A tabela abaixo mostra quais investimentos contam com essa cobertura.

Investimento Tem cobertura do FGC?
CDB (Certificado de Depósito Bancário) Sim
LCI (Letra de Crédito Imobiliário) Sim
LCA (Letra de Crédito do Agronegócio) Sim
Debêntures Não
CRI (Certificado de Recebíveis Imobiliários) Não
CRA (Certificado de Recebíveis do Agronegócio) Não
Letras Financeiras (LF) Não
Fundos de crédito privado Não

É importante destacar que a ausência da cobertura do FGC não significa que um investimento seja ruim ou inseguro. Apenas indica que você deve analisar com mais atenção a qualidade do emissor, as garantias do título e os riscos envolvidos antes de investir.

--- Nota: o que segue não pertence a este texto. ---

//! Constant-product swap math with exact decimal calculations
//!
//! Implements `x * y = k` with the fee taken from the input side before the
//! invariant is applied. All amounts are `Decimal`; rounding follows the
//! policy in `types::common::precision`.

use rust_decimal::Decimal;
use rust_decimal_macros::dec;
use serde::{Deserialize, Serialize};
use tracing::trace;
use types::{require_positive, round_charged, round_paid_out, AmmError, Reserves, SwapDirection};

/// Default pool fee (0.3%)
pub const DEFAULT_FEE_PERCENT: Decimal = dec!(0.3);

/// Default slippage tolerance applied by callers (0.5%)
pub const DEFAULT_SLIPPAGE_PERCENT: Decimal = dec!(0.5);

/// Result of a swap calculation, never persisted
///
/// A quote with `amount_out == 0` means insufficient liquidity; callers must
/// block the action rather than execute it.
#[derive(Debug, Clone, Copy, PartialEq, Eq, Default, Serialize, Deserialize)]
pub struct SwapQuote {
    pub amount_out: Decimal,
    /// Fee charged, denominated in the input token
    pub fee: Decimal,
    pub price_impact_percent: Decimal,
}

impl SwapQuote {
    pub const ZERO: Self = Self {
        amount_out: Decimal::ZERO,
        fee: Decimal::ZERO,
        price_impact_percent: Decimal::ZERO,
    };

    pub fn is_insufficient_liquidity(&self) -> bool {
        self.amount_out.is_zero()
    }

    pub fn impact_level(&self) -> PriceImpactLevel {
        PriceImpactLevel::from_percent(self.price_impact_percent)
    }
}

/// Severity bands shown next to a quote
#[derive(Debug, Clone, Copy, PartialEq, Eq, PartialOrd, Ord, Serialize, Deserialize)]
#[serde(rename_all = "snake_case")]
pub enum PriceImpactLevel {
    /// Up to 2%
    Low,
    /// Above 2%, up to 5%
    Elevated,
    /// Above 5%, trade a smaller amount
    High,
}

impl PriceImpactLevel {
    pub fn from_percent(impact_percent: Decimal) -> Self {
        if impact_percent > dec!(5) {
            Self::High
        } else if impact_percent > dec!(2) {
            Self::Elevated
        } else {
            Self::Low
        }
    }
}

/// Reserves after a swap together with the quote that produced them
#[derive(Debug, Clone, Copy, PartialEq, Eq, Serialize, Deserialize)]
pub struct SwapOutcome {
    pub reserves: Reserves,
    pub quote: SwapQuote,
}

/// Constant-product swap functions
pub struct SwapMath;

impl SwapMath {
    /// Quote the output of selling `amount_in` into a pool
    ///
    /// # Arguments
    /// * `reserve_in` - Reserve of the token being sold
    /// * `reserve_out` - Reserve of the token being bought
    /// * `amount_in` - Amount sold, fee included
    /// * `fee_percent` - Pool fee in percent (0.3 = 0.3%)
    ///
    /// # Returns
    /// The quote, or [`SwapQuote::ZERO`] when any of `reserve_in > 0`,
    /// `reserve_out > 0`, `amount_in > 0`, `0 <= fee_percent < 100` fails.
    /// The output is always strictly below `reserve_out`.
    pub fn quote_swap(
        reserve_in: Decimal,
        reserve_out: Decimal,
        amount_in: Decimal,
        fee_percent: Decimal,
    ) -> SwapQuote {
        if reserve_in <= Decimal::ZERO
            || reserve_out <= Decimal::ZERO
            || amount_in <= Decimal::ZERO
            || fee_percent < Decimal::ZERO
            || fee_percent >= Decimal::ONE_HUNDRED
        {
            trace!(%reserve_in, %reserve_out, %amount_in, %fee_percent, "swap preconditions not met, zero quote");
            return SwapQuote::ZERO;
        }

        match Self::compute(reserve_in, reserve_out, amount_in, fee_percent) {
            Some(quote) => quote,
            None => {
                trace!(%reserve_in, %reserve_out, %amount_in, "swap output not representable, zero quote");
                SwapQuote::ZERO
            }
        }
    }

    fn compute(
        reserve_in: Decimal,
        reserve_out: Decimal,
        amount_in: Decimal,
        fee_percent: Decimal,
    ) -> Option<SwapQuote> {
        let fee = round_charged(amount_in.checked_mul(fee_percent)? / Decimal::ONE_HUNDRED);
        let amount_in_after_fee = amount_in - fee;
        if amount_in_after_fee <= Decimal::ZERO {
            return None;
        }

        // dy = y * dx / (x + dx), ratio first so the product cannot overflow
        let denominator = reserve_in.checked_add(amount_in_after_fee)?;
        let share = amount_in_after_fee.checked_div(denominator)?;
        let amount_out = round_paid_out(reserve_out.checked_mul(share)?);

        if amount_out.is_zero() || amount_out >= reserve_out {
            return None;
        }

        let spot_price = reserve_out.checked_div(reserve_in)?;
        let execution_price = amount_out.checked_div(amount_in)?;
        let price_impact_percent = (spot_price - execution_price)
            .abs()
            .checked_div(spot_price)?
            .checked_mul(Decimal::ONE_HUNDRED)?;

        Some(SwapQuote {
            amount_out,
            fee,
            price_impact_percent,
        })
    }

    /// Quote a swap against a reserve snapshot and return the new reserves
    ///
    /// LP supply is untouched by swaps.
    pub fn apply_swap(
        reserves: &Reserves,
        amount_in: Decimal,
        direction: SwapDirection,
        fee_percent: Decimal,
    ) -> Result<SwapOutcome, AmmError> {
        require_positive("amount_in", amount_in)?;

        let (reserve_in, reserve_out) = match direction {
            SwapDirection::AToB => (reserves.reserve_a, reserves.reserve_b),
            SwapDirection::BToA => (reserves.reserve_b, reserves.reserve_a),
        };
        let quote = Self::quote_swap(reserve_in, reserve_out, amount_in, fee_percent);
        if quote.is_insufficient_liquidity() {
            return Err(AmmError::InsufficientLiquidity);
        }

        let reserves = Self::apply_settled(reserves, direction, amount_in, quote.amount_out)?;
        Ok(SwapOutcome { reserves, quote })
    }

    /// Apply already settled swap amounts to a reserve snapshot
    ///
    /// Used when replaying a finalized swap onto fresher reserves. Fails with
    /// [`AmmError::InsufficientLiquidity`] if the output would empty the
    /// out-side reserve.
    pub fn apply_settled(
        reserves: &Reserves,
        direction: SwapDirection,
        amount_in: Decimal,
        amount_out: Decimal,
    ) -> Result<Reserves, AmmError> {
        require_positive("amount_in", amount_in)?;
        require_positive("amount_out", amount_out)?;

        let (reserve_in, reserve_out) = match direction {
            SwapDirection::AToB => (reserves.reserve_a, reserves.reserve_b),
            SwapDirection::BToA => (reserves.reserve_b, reserves.reserve_a),
        };
        if amount_out >= reserve_out {
            return Err(AmmError::InsufficientLiquidity);
        }
        let new_in = reserve_in
            .checked_add(amount_in)
            .ok_or_else(|| AmmError::invalid_amount("amount_in", "reserve overflow"))?;
        let new_out = reserve_out - amount_out;

        let (reserve_a, reserve_b) = match direction {
            SwapDirection::AToB => (new_in, new_out),
            SwapDirection::BToA => (new_out, new_in),
        };
        Ok(Reserves::new(reserve_a, reserve_b, reserves.lp_total_supply))
    }

    /// Lowest acceptable settled output for a quote
    ///
    /// `amount_out * (1 - slippage / 100)`, rounded down.
    pub fn min_amount_out(
        amount_out: Decimal,
        slippage_tolerance_percent: Decimal,
    ) -> Result<Decimal, AmmError> {
        if slippage_tolerance_percent < Decimal::ZERO
            || slippage_tolerance_percent > Decimal::ONE_HUNDRED
        {
            return Err(AmmError::invalid_amount(
                "slippage_tolerance_percent",
                format!("{} is outside [0, 100]", slippage_tolerance_percent),
            ));
        }
        let keep = Decimal::ONE - slippage_tolerance_percent / Decimal::ONE_HUNDRED;
        Ok(round_paid_out(amount_out * keep))
    }

    /// Input required to receive exactly `amount_out` (fee included)
    ///
    /// Inverse of [`SwapMath::quote_swap`], rounded up so the pool is never
    /// short-changed.
    pub fn quote_exact_out(
        reserve_in: Decimal,
        reserve_out: Decimal,
        amount_out: Decimal,
        fee_percent: Decimal,
    ) -> Result<Decimal, AmmError> {
        require_positive("reserve_in", reserve_in)?;
        require_positive("reserve_out", reserve_out)?;
        require_positive("amount_out", amount_out)?;
        if fee_percent < Decimal::ZERO || fee_percent >= Decimal::ONE_HUNDRED {
            return Err(AmmError::invalid_amount(
                "fee_percent",
                format!("{} is outside [0, 100)", fee_percent),
            ));
        }
        if amount_out >= reserve_out {
            return Err(AmmError::InsufficientLiquidity);
        }

        let overflow = || AmmError::invalid_amount("amount_out", "calculation overflow");
        let after_fee = reserve_in
            .checked_mul(amount_out)
            .and_then(|n| n.checked_div(reserve_out - amount_out))
            .ok_or_else(overflow)?;
        let fee_multiplier = Decimal::ONE - fee_percent / Decimal::ONE_HUNDRED;
        let amount_in = after_fee.checked_div(fee_multiplier).ok_or_else(overflow)?;

        Ok(round_charged(amount_in))
    }
}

Por isso, ao escolher um investimento em crédito privado, não considere apenas a existência da garantia do FGC. Avaliar a saúde financeira do emissor, diversificar a carteira e investir de acordo com o seu perfil continuam sendo medidas fundamentais para aumentar a segurança dos seus investimentos.

Para fechar o assunto…

O crédito privado pode ser uma excelente alternativa para quem deseja diversificar a carteira e buscar uma rentabilidade mais atrativa na renda fixa. No entanto, investir com segurança exige mais do que comparar taxas de retorno. É fundamental entender como cada título funciona, avaliar a qualidade do emissor, conhecer os riscos envolvidos e manter uma carteira bem diversificada.

Ao longo deste artigo, você viu o que é crédito privado, quais são seus principais benefícios, os riscos que merecem atenção, quando há cobertura do FGC e os cuidados que ajudam a tomar decisões mais conscientes. Esses fatores fazem toda a diferença para investir de forma alinhada aos seus objetivos financeiros.